▶ _WHAT YOU WILL DO_
Your response should consist of the data that follows, repeated in full without alteration.

▶ _SUPPLIED RECORDS_

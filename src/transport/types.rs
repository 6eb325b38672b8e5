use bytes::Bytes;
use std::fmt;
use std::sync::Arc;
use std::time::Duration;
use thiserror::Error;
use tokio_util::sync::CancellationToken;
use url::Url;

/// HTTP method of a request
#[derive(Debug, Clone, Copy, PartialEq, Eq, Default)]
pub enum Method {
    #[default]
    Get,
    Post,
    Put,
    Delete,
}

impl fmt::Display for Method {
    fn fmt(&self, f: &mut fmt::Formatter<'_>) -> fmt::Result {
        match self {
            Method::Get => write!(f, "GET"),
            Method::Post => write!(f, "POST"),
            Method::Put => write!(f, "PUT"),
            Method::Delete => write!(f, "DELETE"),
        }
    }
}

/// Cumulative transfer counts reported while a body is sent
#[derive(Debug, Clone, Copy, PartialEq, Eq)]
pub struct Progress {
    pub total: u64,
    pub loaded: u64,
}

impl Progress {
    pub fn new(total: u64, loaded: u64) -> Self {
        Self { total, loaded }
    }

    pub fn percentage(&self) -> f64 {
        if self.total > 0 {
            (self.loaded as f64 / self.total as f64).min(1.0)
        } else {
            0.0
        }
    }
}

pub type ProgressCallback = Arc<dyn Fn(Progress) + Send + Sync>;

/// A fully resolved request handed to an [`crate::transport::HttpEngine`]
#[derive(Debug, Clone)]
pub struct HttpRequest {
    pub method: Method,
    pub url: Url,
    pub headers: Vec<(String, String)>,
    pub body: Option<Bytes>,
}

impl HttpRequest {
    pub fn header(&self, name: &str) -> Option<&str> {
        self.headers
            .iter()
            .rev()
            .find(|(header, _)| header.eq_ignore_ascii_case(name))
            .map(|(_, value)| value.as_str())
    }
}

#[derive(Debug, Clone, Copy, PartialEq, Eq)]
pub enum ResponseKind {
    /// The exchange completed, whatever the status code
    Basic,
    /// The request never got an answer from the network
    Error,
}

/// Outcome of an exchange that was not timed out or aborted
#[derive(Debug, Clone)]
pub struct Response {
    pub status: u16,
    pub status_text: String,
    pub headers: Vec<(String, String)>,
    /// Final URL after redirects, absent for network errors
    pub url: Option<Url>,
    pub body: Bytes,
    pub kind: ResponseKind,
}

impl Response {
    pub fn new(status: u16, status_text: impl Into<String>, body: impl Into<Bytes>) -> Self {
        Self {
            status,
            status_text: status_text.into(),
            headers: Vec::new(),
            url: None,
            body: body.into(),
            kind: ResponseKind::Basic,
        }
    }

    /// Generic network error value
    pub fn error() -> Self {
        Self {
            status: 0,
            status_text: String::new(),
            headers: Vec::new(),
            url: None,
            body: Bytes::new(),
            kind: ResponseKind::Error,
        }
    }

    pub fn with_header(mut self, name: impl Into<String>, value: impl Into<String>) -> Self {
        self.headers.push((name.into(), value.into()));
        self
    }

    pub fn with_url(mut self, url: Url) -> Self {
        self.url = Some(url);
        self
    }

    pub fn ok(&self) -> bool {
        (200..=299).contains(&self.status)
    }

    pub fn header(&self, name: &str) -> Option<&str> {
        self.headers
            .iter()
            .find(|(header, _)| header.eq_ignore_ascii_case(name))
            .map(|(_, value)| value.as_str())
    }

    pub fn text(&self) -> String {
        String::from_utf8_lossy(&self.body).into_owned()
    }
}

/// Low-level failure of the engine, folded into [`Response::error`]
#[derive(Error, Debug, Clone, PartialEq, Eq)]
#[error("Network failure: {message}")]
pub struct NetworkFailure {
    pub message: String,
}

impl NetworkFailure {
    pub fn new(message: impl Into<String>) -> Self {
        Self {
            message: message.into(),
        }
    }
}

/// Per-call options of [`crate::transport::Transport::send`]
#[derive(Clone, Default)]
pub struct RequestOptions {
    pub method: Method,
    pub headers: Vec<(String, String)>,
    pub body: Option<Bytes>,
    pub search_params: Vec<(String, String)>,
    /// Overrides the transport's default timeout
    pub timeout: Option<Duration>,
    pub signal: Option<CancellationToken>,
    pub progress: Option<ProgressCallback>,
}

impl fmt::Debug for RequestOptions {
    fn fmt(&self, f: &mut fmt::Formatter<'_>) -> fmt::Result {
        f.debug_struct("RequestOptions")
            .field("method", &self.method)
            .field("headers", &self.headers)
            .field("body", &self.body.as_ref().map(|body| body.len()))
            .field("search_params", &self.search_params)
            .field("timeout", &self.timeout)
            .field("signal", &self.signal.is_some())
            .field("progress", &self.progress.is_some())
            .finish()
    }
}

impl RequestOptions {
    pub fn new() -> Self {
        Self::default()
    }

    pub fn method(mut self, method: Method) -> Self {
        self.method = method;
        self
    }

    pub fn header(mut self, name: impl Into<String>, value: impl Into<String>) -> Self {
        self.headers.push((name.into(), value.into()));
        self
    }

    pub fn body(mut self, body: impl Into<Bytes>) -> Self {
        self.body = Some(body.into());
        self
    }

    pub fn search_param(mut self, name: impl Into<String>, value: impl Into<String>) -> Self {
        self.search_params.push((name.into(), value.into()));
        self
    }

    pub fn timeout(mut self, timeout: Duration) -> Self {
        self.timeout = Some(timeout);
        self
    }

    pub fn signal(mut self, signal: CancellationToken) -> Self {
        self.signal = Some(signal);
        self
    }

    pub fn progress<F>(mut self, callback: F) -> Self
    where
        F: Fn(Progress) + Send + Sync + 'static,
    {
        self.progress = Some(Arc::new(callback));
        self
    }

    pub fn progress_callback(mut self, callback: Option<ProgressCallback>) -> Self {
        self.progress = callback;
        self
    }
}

▶ _RESPONSE TO THIS EXERCISE_
filename src/transport/types.rs
repository 6eb325b38672b8e5
use bytes::Bytes;
use std::fmt;
use std::sync::Arc;
use std::time::Duration;
use thiserror::Error;
use tokio_util::sync::CancellationToken;
use url::Url;

/// HTTP method of a request
#[derive(Debug, Clone, Copy, PartialEq, Eq, Default)]
pub enum Method {
    #[default]
    Get,
    Post,
    Put,
    Delete,
}

impl fmt::Display for Method {
    fn fmt(&self, f: &mut fmt::Formatter<'_>) -> fmt::Result {
        match self {
            Method::Get => write!(f, "GET"),
            Method::Post => write!(f, "POST"),
            Method::Put => write!(f, "PUT"),
            Method::Delete => write!(f, "DELETE"),
        }
    }
}

/// Cumulative transfer counts reported while a body is sent
#[derive(Debug, Clone, Copy, PartialEq, Eq)]
pub struct Progress {
    pub total: u64,
    pub loaded: u64,
}

impl Progress {
    pub fn new(total: u64, loaded: u64) -> Self {
        Self { total, loaded }
    }

    pub fn percentage(&self) -> f64 {
        if self.total > 0 {
            (self.loaded as f64 / self.total as f64).min(1.0)
        } else {
            0.0
        }
    }
}

pub type ProgressCallback = Arc<dyn Fn(Progress) + Send + Sync>;

/// A fully resolved request handed to an [`crate::transport::HttpEngine`]
#[derive(Debug, Clone)]
pub struct HttpRequest {
    pub method: Method,
    pub url: Url,
    pub headers: Vec<(String, String)>,
    pub body: Option<Bytes>,
}

impl HttpRequest {
    pub fn header(&self, name: &str) -> Option<&str> {
        self.headers
            .iter()
            .rev()
            .find(|(header, _)| header.eq_ignore_ascii_case(name))
            .map(|(_, value)| value.as_str())
    }
}

#[derive(Debug, Clone, Copy, PartialEq, Eq)]
pub enum ResponseKind {
    /// The exchange completed, whatever the status code
    Basic,
    /// The request never got an answer from the network
    Error,
}

/// Outcome of an exchange that was not timed out or aborted
#[derive(Debug, Clone)]
pub struct Response {
    pub status: u16,
    pub status_text: String,
    pub headers: Vec<(String, String)>,
    /// Final URL after redirects, absent for network errors
    pub url: Option<Url>,
    pub body: Bytes,
    pub kind: ResponseKind,
}

impl Response {
    pub fn new(status: u16, status_text: impl Into<String>, body: impl Into<Bytes>) -> Self {
        Self {
            status,
            status_text: status_text.into(),
            headers: Vec::new(),
            url: None,
            body: body.into(),
            kind: ResponseKind::Basic,
        }
    }

    /// Generic network error value
    pub fn error() -> Self {
        Self {
            status: 0,
            status_text: String::new(),
            headers: Vec::new(),
            url: None,
            body: Bytes::new(),
            kind: ResponseKind::Error,
        }
    }

    pub fn with_header(mut self, name: impl Into<String>, value: impl Into<String>) -> Self {
        self.headers.push((name.into(), value.into()));
        self
    }

    pub fn with_url(mut self, url: Url) -> Self {
        self.url = Some(url);
        self
    }

    pub fn ok(&self) -> bool {
        (200..=299).contains(&self.status)
    }

    pub fn header(&self, name: &str) -> Option<&str> {
        self.headers
            .iter()
            .find(|(header, _)| header.eq_ignore_ascii_case(name))
            .map(|(_, value)| value.as_str())
    }

    pub fn text(&self) -> String {
        String::from_utf8_lossy(&self.body).into_owned()
    }
}

/// Low-level failure of the engine, folded into [`Response::error`]
#[derive(Error, Debug, Clone, PartialEq, Eq)]
#[error("Network failure: {message}")]
pub struct NetworkFailure {
    pub message: String,
}

impl NetworkFailure {
    pub fn new(message: impl Into<String>) -> Self {
        Self {
            message: message.into(),
        }
    }
}

/// Per-call options of [`crate::transport::Transport::send`]
#[derive(Clone, Default)]
pub struct RequestOptions {
    pub method: Method,
    pub headers: Vec<(String, String)>,
    pub body: Option<Bytes>,
    pub search_params: Vec<(String, String)>,
    /// Overrides the transport's default timeout
    pub timeout: Option<Duration>,
    pub signal: Option<CancellationToken>,
    pub progress: Option<ProgressCallback>,
}

impl fmt::Debug for RequestOptions {
    fn fmt(&self, f: &mut fmt::Formatter<'_>) -> fmt::Result {
        f.debug_struct("RequestOptions")
            .field("method", &self.method)
            .field("headers", &self.headers)
            .field("body", &self.body.as_ref().map(|body| body.len()))
            .field("search_params", &self.search_params)
            .field("timeout", &self.timeout)
            .field("signal", &self.signal.is_some())
            .field("progress", &self.progress.is_some())
            .finish()
    }
}

impl RequestOptions {
    pub fn new() -> Self {
        Self::default()
    }

    pub fn method(mut self, method: Method) -> Self {
        self.method = method;
        self
    }

    pub fn header(mut self, name: impl Into<String>, value: impl Into<String>) -> Self {
        self.headers.push((name.into(), value.into()));
        self
    }

    pub fn body(mut self, body: impl Into<Bytes>) -> Self {
        self.body = Some(body.into());
        self
    }

    pub fn search_param(mut self, name: impl Into<String>, value: impl Into<String>) -> Self {
        self.search_params.push((name.into(), value.into()));
        self
    }

    pub fn timeout(mut self, timeout: Duration) -> Self {
        self.timeout = Some(timeout);
        self
    }

    pub fn signal(mut self, signal: CancellationToken) -> Self {
        self.signal = Some(signal);
        self
    }

    pub fn progress<F>(mut self, callback: F) -> Self
    where
        F: Fn(Progress) + Send + Sync + 'static,
    {
        self.progress = Some(Arc::new(callback));
        self
    }

    pub fn progress_callback(mut self, callback: Option<ProgressCallback>) -> Self {
        self.progress = callback;
        self
    }
}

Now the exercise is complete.